Published on: June 24, 2025
9 min read
Discover what the bundle URI Git feature is, how it is integrated into Gitaly, configuration best practices, and how GitLab users can benefit from it.
Gitaly plays a vital role in the GitLab ecosystem — it is the server component that handles all Git operations. Every push and pull made to/from a repository is handled by Gitaly, which has direct access to the disk where the actual repositories are stored. As a result, when Gitaly is under heavy load, some operations like CI/CD pipelines and browsing a repository in the GitLab UI can become quite slow. This is particularly true when serving clones and fetches for large and busy monorepos, which can consume large amounts of CPU and memory.
Bundle URI takes significant load off of Gitaly servers during clones by allowing Git to pre-download a bundled repository from object storage before calling the Gitaly servers to fetch the remaining objects.
Here is a graph that shows the difference between clones without and with bundle URI.
This graph shows the results of a small test we ran on an isolated GitLab installation, with Gitaly running on a machine with 2 CPUs. We wanted to test bundle URI with a large repository, so we pushed the GitLab repository to the instance. We also generated a bundle beforehand.
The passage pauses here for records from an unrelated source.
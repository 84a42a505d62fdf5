//! Scoping Configuration

use serde::{Deserialize, Serialize};

/// Options for [`crate::scope_css_with_options`]
#[derive(Debug, Clone, PartialEq, Eq, Serialize, Deserialize)]
#[serde(rename_all = "camelCase", default)]
pub struct ScopeOptions {
    /// Prefix of the attribute marking scoped elements; selectors become
    /// `[<attribute_prefix><scope>] selector`
    pub attribute_prefix: String,
}

impl Default for ScopeOptions {
    fn default() -> Self {
        ScopeOptions {
            attribute_prefix: "data-".to_string(),
        }
    }
}

impl ScopeOptions {
    /// Options handed over as JSON, e.g. `{"attributePrefix": "x-"}`.
    /// Missing fields keep their defaults.
    pub fn from_json(json: &str) -> serde_json::Result<Self> {
        serde_json::from_str(json)
    }
}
The big CPU spike is from when we performed a single clone of the GitLab repository with bundle URI disabled. It's quite noticeable. A little later, we turned on bundle URI and launched three concurrent clones of the GitLab repository. Sure enough, turning on bundle URI provides massive performance gain. We can't even distinguish the CPU usage of the three clones from normal usage.
To enable bundle URI on your GitLab installation, there are a couple of things you need to configure.
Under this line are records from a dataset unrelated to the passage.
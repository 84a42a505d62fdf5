//! Nested Brace Parser
//!
//! Captures a brace-balanced span without interpreting it. Only `@keyframes`
//! bodies go through here; their percentage blocks are kept byte for byte.
//!
//! For `div { a { b.c.de } } e` starting at 0 the captured span is
//! `{ a { b.c.de } }`.

use crate::chars;
use crate::error::{Result, ScopeCssError};
use crate::scanner::Scanner;

/// A captured `{ ... }` span
#[derive(Debug, Clone, Copy, PartialEq, Eq)]
pub struct NestedBlock<'a> {
    /// The span from the opening `{` through the matching `}`, inclusive
    pub text: &'a str,
    /// Offset of the opening `{`
    pub start: usize,
    /// Offset just past the closing `}`
    pub end: usize,
}

pub struct NestedBraceParser<'a> {
    scanner: Scanner<'a>,
}

impl<'a> NestedBraceParser<'a> {
    pub fn new(input: &'a str, start: usize) -> Self {
        NestedBraceParser {
            scanner: Scanner::at(input, start),
        }
    }

    pub fn parse(mut self) -> Result<NestedBlock<'a>> {
        // Find the first unescaped left brace.
        while let Some(ch) = self.scanner.peek() {
            if ch == chars::LBRACE {
                break;
            }
            if ch == chars::BACKSLASH {
                self.scanner.skip_escape();
            } else {
                self.scanner.set_cursor(self.scanner.cursor() + 1);
            }
        }
        let start = self.scanner.cursor();
        self.scanner.expect(chars::LBRACE)?;

        let mut open_braces = 1usize;
        while open_braces > 0 {
            let Some(ch) = self.scanner.peek() else {
                return Err(ScopeCssError::missing(chars::RBRACE, self.scanner.cursor()));
            };
            match ch {
                chars::BACKSLASH => {
                    self.scanner.skip_escape();
                    continue;
                }
                chars::SQ | chars::DQ => {
                    self.scanner.skip_quoted()?;
                    continue;
                }
                chars::SLASH if self.scanner.is_comment_start() => {
                    self.scanner.skip_comment();
                    continue;
                }
                chars::LBRACE => open_braces += 1,
                chars::RBRACE => open_braces -= 1,
                _ => {}
            }
            self.scanner.set_cursor(self.scanner.cursor() + 1);
        }

        let end = self.scanner.cursor();
        Ok(NestedBlock {
            text: self.scanner.slice(start, end),
            start,
            end,
        })
    }
}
Bundles need to be stored somewhere. The ideal place is in a cloud storage bucket. Gitaly uses the gocloud.dev library to read and write from cloud storage. Any cloud storage solution supported by this library can be used. Once you have a cloud bucket URL, you can add it in the Gitaly configuration here:
[bundle_uri]
go_cloud_url = "<bucket-uri>"
It must be noted that Gitaly does not manage the lifecycle of the bundles stored in the bucket. To avoid cost issues, object lifecycle policies must be enabled on the bucket in order to delete unused or old objects.
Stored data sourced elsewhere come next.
//! Bindings of named components to pins, and the set they are validated in.

use crate::board::{BoardProfile, PinId, PinRole};
use serde::Serialize;
use std::collections::BTreeSet;
use std::sync::Arc;

/// Component-side pin name used when the generator gives none.
pub const DEFAULT_SIGNAL: &str = "Signal";

/// One component's claim on one pin.
#[derive(Debug, Clone, PartialEq, Eq, Serialize)]
pub struct ComponentBinding {
    /// Case-preserved; used in diagnostics and generated identifiers.
    pub component_name: String,
    /// Pin name on the component side (`SDA`, `IN1`, ...).
    pub signal: String,
    pub pin: PinId,
    pub role: PinRole,
    /// Where the claim came from, e.g. "from user prompt".
    pub source_note: String,
}

impl ComponentBinding {
    pub fn new(component_name: impl Into<String>, pin: PinId, role: PinRole) -> Self {
        Self {
            component_name: component_name.into(),
            signal: DEFAULT_SIGNAL.to_string(),
            pin,
            role,
            source_note: String::new(),
        }
    }

    pub fn with_signal(mut self, signal: impl Into<String>) -> Self {
        self.signal = signal.into();
        self
    }

    pub fn with_note(mut self, note: impl Into<String>) -> Self {
        self.source_note = note.into();
        self
    }
}

/// Ordered bindings plus the board they are checked against.
///
/// A set is owned by one resolution request; nothing in the crate keeps a
/// reference to it between calls. Pins can only be changed by the repair
/// engine.
#[derive(Debug, Clone, PartialEq)]
pub struct PinAssignmentSet {
    board: Arc<BoardProfile>,
    bindings: Vec<ComponentBinding>,
}

impl PinAssignmentSet {
    pub fn new(board: Arc<BoardProfile>) -> Self {
        Self {
            board,
            bindings: Vec::new(),
        }
    }

    pub fn with_bindings(board: Arc<BoardProfile>, bindings: Vec<ComponentBinding>) -> Self {
        Self { board, bindings }
    }

    /// Append a binding, returning its index.
    pub fn push(&mut self, binding: ComponentBinding) -> usize {
        self.bindings.push(binding);
        self.bindings.len() - 1
    }

    pub fn board(&self) -> &BoardProfile {
        &self.board
    }

    pub fn board_handle(&self) -> Arc<BoardProfile> {
        Arc::clone(&self.board)
    }

    pub fn bindings(&self) -> &[ComponentBinding] {
        &self.bindings
    }

    pub fn binding(&self, index: usize) -> Option<&ComponentBinding> {
        self.bindings.get(index)
    }

    pub fn len(&self) -> usize {
        self.bindings.len()
    }

    pub fn is_empty(&self) -> bool {
        self.bindings.is_empty()
    }

    /// Every pin currently claimed by some binding.
    pub fn used_pins(&self) -> BTreeSet<PinId> {
        self.bindings.iter().map(|b| b.pin).collect()
    }

    /// Bindings belonging to `component_name`, in declaration order.
    pub fn bindings_for<'a>(&'a self, component_name: &'a str) -> impl Iterator<Item = &'a ComponentBinding> + 'a {
        self.bindings
            .iter()
            .filter(move |b| b.component_name == component_name)
    }

    pub fn into_bindings(self) -> Vec<ComponentBinding> {
        self.bindings
    }

    pub(crate) fn reassign(&mut self, index: usize, pin: PinId) {
        if let Some(binding) = self.bindings.get_mut(index) {
            binding.pin = pin;
        }
    }
}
There are two feature flags to enable:
gitaly_bundle_generation
enables auto-generation of bundles.
gitaly_bundle_uri
makes Gitaly advertise bundle URIs when they are available (either manually created or auto-generated) and allows the user to manually generate bundles.
These feature flags can be enabled at-large on a GitLab installation, or per repository. See the documentation on how to enable a GitLab feature behind a feature flag.
Gitaly offers two ways for users to use bundle URI: a manual way and an auto-generated way.
It is possible to create a bundle manually by connecting over SSH with the Gitaly node that stores the repository you want to create a bundle for, and run the following command:
sudo -u git -- /opt/gitlab/embedded/bin/gitaly bundle-uri
--config=<config-file>
--storage=<storage-name>
--repository=<relative-path>
This command will create a bundle for the given repository and store it into the bucket configured above. When a subsequent git clone
request will reach Gitaly for the same repository, the bundle URI mechanism described above will come into play.
Gitaly can also generate bundles automatically, using a heuristic to determine if it is currently handling frequent clones for the same repository.
The current heuristic keeps track of the number of times a git fetch
request is issued for each repository. If the number of requests reaches a certain threshold
in a given time interval
, a bundle is automatically generated. Gitaly also keeps track of the last time it generated a bundle for a repository. When a new bundle should be regenerated, based on the threshold
and interval
, Gitaly looks at the last time a bundle was generated for the given repository. It will only generate a new bundle if the existing bundle is older than some maxBundleAge
configuration. The old bundle is overwritten. There can only be one bundle per repository in cloud storage.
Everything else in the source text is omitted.